Exhibition-Related Events: The museum offers visitors a range of film screenings, dance performances, musical experiences, and public dialogues to provide a point of entry for understanding exhibitions. For example, the exhibition Generation 1.5 was complemented and contextualized through artists’ talks, a poetry series in the galleries, and dance performances exploring the theme of bicultural identity.

Community Partnership: By developing ongoing relationships with more than 40 community organization (e.g. Asian Americans for Equality, Haitian Women for Haitian Refugees, and the Latin American Cultural Center) the museum has co-produced and co-presented events and programs to highlight Queens cultural assets while attracting diverse audiences. Programs have included “Think Globally, Film Locally,” the two-day series of films representing the diverse populations and stories of Queens, the South Asian Music & Dance Festival, the Jewish Culture Festival, as well as cultural events such as El Dia del Niño (Day of the Child), Chinese New Year, and Queerin’ Queens. Cinemarosa, (“Queens’ Only Queer Film Series”) maintains its monthly schedule of screenings at the museum.

Passport Fridays: Since its premiere in 2004, this series of movies-under-the-stars every Friday evening in the summer has grown in scope, genre, and reach. Each event features a full evening of dance and music performance followed by an outdoor film screening in front of the museum in Flushing Meadows Corona Park, all of which are free of charge. QMA dance residency program, Dance in Queens, a partnership with Topaz Arts, attracts contemporary dance companies in who rehearse for free in our gallery space to develop new choreography.

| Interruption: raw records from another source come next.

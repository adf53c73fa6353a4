//! In-memory class-division cache with TTL
//!
//! Caches the class-division map per session so filter dropdowns do not
//! refetch it on every render. Entries are keyed by session-token prefix
//! and expire after a fixed freshness window; there is no LRU or
//! size-based eviction.

use std::collections::HashMap;
use std::sync::RwLock;
use std::time::{Duration, Instant};

use campusline_shared::ClassDivision;

/// Default cache TTL (5 minutes)
const DEFAULT_CACHE_TTL: Duration = Duration::from_secs(300);

/// Cache entry with expiration
#[derive(Clone)]
struct CacheEntry {
    divisions: Vec<ClassDivision>,
    expires_at: Instant,
}

impl CacheEntry {
    fn new(divisions: Vec<ClassDivision>, ttl: Duration) -> Self {
        Self {
            divisions,
            expires_at: Instant::now() + ttl,
        }
    }

    fn is_expired(&self) -> bool {
        Instant::now() > self.expires_at
    }
}

/// Thread-safe in-memory division cache
pub struct DivisionCache {
    /// Maps session-token prefix -> cached division list
    cache: RwLock<HashMap<String, CacheEntry>>,
    ttl: Duration,
}

impl Default for DivisionCache {
    fn default() -> Self {
        Self::new()
    }
}

impl DivisionCache {
    /// Create a new cache with the default TTL
    pub fn new() -> Self {
        Self {
            cache: RwLock::new(HashMap::new()),
            ttl: DEFAULT_CACHE_TTL,
        }
    }

    /// Create a new cache with a custom TTL
    pub fn with_ttl(ttl: Duration) -> Self {
        Self {
            cache: RwLock::new(HashMap::new()),
            ttl,
        }
    }

    /// Get the cached division list for a session, if fresh
    pub fn get(&self, token_prefix: &str) -> Option<Vec<ClassDivision>> {
        let cache = self.cache.read().ok()?;
        let entry = cache.get(token_prefix)?;

        if entry.is_expired() {
            None
        } else {
            Some(entry.divisions.clone())
        }
    }

    /// Cache the division list for a session
    pub fn set(&self, token_prefix: &str, divisions: Vec<ClassDivision>) {
        if let Ok(mut cache) = self.cache.write() {
            cache.insert(
                token_prefix.to_string(),
                CacheEntry::new(divisions, self.ttl),
            );
        }
    }

    /// Invalidate a specific session's entry
    pub fn invalidate(&self, token_prefix: &str) {
        if let Ok(mut cache) = self.cache.write() {
            cache.remove(token_prefix);
        }
    }

    /// Clear expired entries (call periodically for memory management)
    pub fn cleanup(&self) {
        if let Ok(mut cache) = self.cache.write() {
            cache.retain(|_, entry| !entry.is_expired());
        }
    }

    /// Number of live (unexpired) entries
    pub fn len(&self) -> usize {
        self.cache
            .read()
            .map(|cache| cache.values().filter(|e| !e.is_expired()).count())
            .unwrap_or(0)
    }

    pub fn is_empty(&self) -> bool {
        self.len() == 0
    }
}

#[cfg(test)]
#[allow(clippy::unwrap_used)]
mod tests {
    use super::*;
    use campusline_shared::ClassDivisionId;
    use std::thread::sleep;

    fn division(name: &str) -> ClassDivision {
        ClassDivision {
            id: ClassDivisionId::new(),
            name: name.to_string(),
        }
    }

    #[test]
    fn test_cache_get_set() {
        let cache = DivisionCache::new();

        assert!(cache.get("tok-aaaa").is_none());

        cache.set("tok-aaaa", vec![division("Grade 5 A")]);
        let cached = cache.get("tok-aaaa").unwrap();
        assert_eq!(cached.len(), 1);
        assert_eq!(cached[0].name, "Grade 5 A");
    }

    #[test]
    fn test_cache_keyed_per_session() {
        let cache = DivisionCache::new();

        cache.set("tok-aaaa", vec![division("Grade 5 A")]);
        assert!(cache.get("tok-bbbb").is_none());
    }

    #[test]
    fn test_cache_expiration() {
        let cache = DivisionCache::with_ttl(Duration::from_millis(50));

        cache.set("tok-aaaa", vec![division("Grade 5 A")]);
        assert!(cache.get("tok-aaaa").is_some());

        sleep(Duration::from_millis(60));
        assert!(cache.get("tok-aaaa").is_none());
    }

    #[test]
    fn test_cache_invalidate() {
        let cache = DivisionCache::new();

        cache.set("tok-aaaa", vec![division("Grade 5 A")]);
        cache.invalidate("tok-aaaa");
        assert!(cache.get("tok-aaaa").is_none());
    }

    #[test]
    fn test_cleanup_drops_expired() {
        let cache = DivisionCache::with_ttl(Duration::from_millis(10));

        cache.set("tok-aaaa", vec![division("Grade 5 A")]);
        sleep(Duration::from_millis(20));
        cache.cleanup();
        assert!(cache.is_empty());
    }
}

"The Heart of Corona Project" is a multifaceted off-site project in Corona. Comprising large scale community festivals, public art, performances, and clean-up days, the initiative seeks to bring attention to, and help form partnerships around the improvement of Corona Plaza at 103rd and Roosevelt Avenue. The project is a partnership with numerous local groups as well as healthcare providers and Elmhurst Hospital.